* _WHAT IS REQUIRED_: Your task is to work out how many lines in the data that follows hold "TimeSeriesPayload" and to state that number alone.

▬▬▬▬▬▬▬▬▬▬

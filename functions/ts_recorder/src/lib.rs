//! External function that records a time-series definition to a file.
//!
//! When a `Calculate` input carries the packed time-series marker, the
//! payload is decoded and written to one tab-separated text file per
//! invocation, named from the tag in input slot 0. Scalar inputs pass
//! through without writing anything. Either way the component imports
//! a fixed value back into the host, since every external function
//! must produce at least one output.

use std::fs::File;
use std::io::{BufWriter, Write};
use std::path::PathBuf;

use gsx_abi::TimeSeriesLayout;
use gsx_config::{load_recorder_settings, RecorderSettings};
use gsx_core::{input_span, ArgCounts, CalcError, ExternalFunction, OutputWriter, TimeSeriesPayload};
use gsx_helper::export_external_function;

pub const VERSION: f64 = 1.01;

/// Value imported into the host after every calculate call.
pub const IMPORT_VALUE: f64 = 10.0;

const LAYOUT: TimeSeriesLayout = TimeSeriesLayout::V1;

#[derive(Debug, Default)]
pub struct TimeSeriesRecorder {
    // Loaded on Initialize, dropped on Cleanup.
    settings: Option<RecorderSettings>,
}

impl TimeSeriesRecorder {
    /// Build a recorder with fixed settings, bypassing the config
    /// file lookup. Settings injected this way survive Initialize.
    pub fn with_settings(settings: RecorderSettings) -> Self {
        TimeSeriesRecorder {
            settings: Some(settings),
        }
    }

    fn write_series(&self, series: &TimeSeriesPayload<'_>) -> Result<PathBuf, CalcError> {
        let settings = self
            .settings
            .as_ref()
            .ok_or_else(|| CalcError::failed("calculate before initialize"))?;
        // The tag travels through a double; the original convention
        // truncates it to an integer for the file name.
        let name = format!("{}{}.txt", settings.file_prefix, series.tag() as i64);
        let path = settings.output_dir.join(name);

        let file = File::create(&path)
            .map_err(|e| CalcError::fatal(format!("cannot create {}: {e}", path.display())))?;
        let mut writer = BufWriter::new(file);
        for (time, value) in series.iter() {
            writeln!(writer, "{time}\t{value}")
                .map_err(|e| CalcError::fatal(format!("cannot write {}: {e}", path.display())))?;
        }
        writer
            .flush()
            .map_err(|e| CalcError::fatal(format!("cannot write {}: {e}", path.display())))?;
        Ok(path)
    }
}

impl ExternalFunction for TimeSeriesRecorder {
    fn version(&self) -> f64 {
        VERSION
    }

    fn arg_counts(&self) -> ArgCounts {
        ArgCounts { inputs: 2, outputs: 1 }
    }

    // A time-series definition occupies more input slots than the
    // declared scalar count; the header region tells us how many.
    fn header_span(&self) -> usize {
        LAYOUT.header_len()
    }

    fn input_span(&self, header: &[f64]) -> usize {
        input_span(header, &LAYOUT, self.arg_counts().inputs)
    }

    fn initialize(&mut self) -> Result<(), CalcError> {
        if self.settings.is_none() {
            let settings = load_recorder_settings()
                .map_err(|e| CalcError::fatal(format!("recorder settings: {e}")))?;
            self.settings = Some(settings);
        }
        Ok(())
    }

    fn calculate(&mut self, inputs: &[f64], out: &mut OutputWriter<'_>) -> Result<(), CalcError> {
        if TimeSeriesPayload::detect(inputs, &LAYOUT) {
            let series = TimeSeriesPayload::decode(inputs, &LAYOUT)?;
            let path = self.write_series(&series)?;
            log::info!("recorded {} samples to {}", series.len(), path.display());
        }
        out.set(0, IMPORT_VALUE);
        Ok(())
    }

    fn cleanup(&mut self) {
        self.settings = None;
    }
}

export_external_function!(gsx_timeseries_record, TimeSeriesRecorder);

▬▬▬▬▬▬▬▬▬▬

* _SOLVED EXERCISE_: 4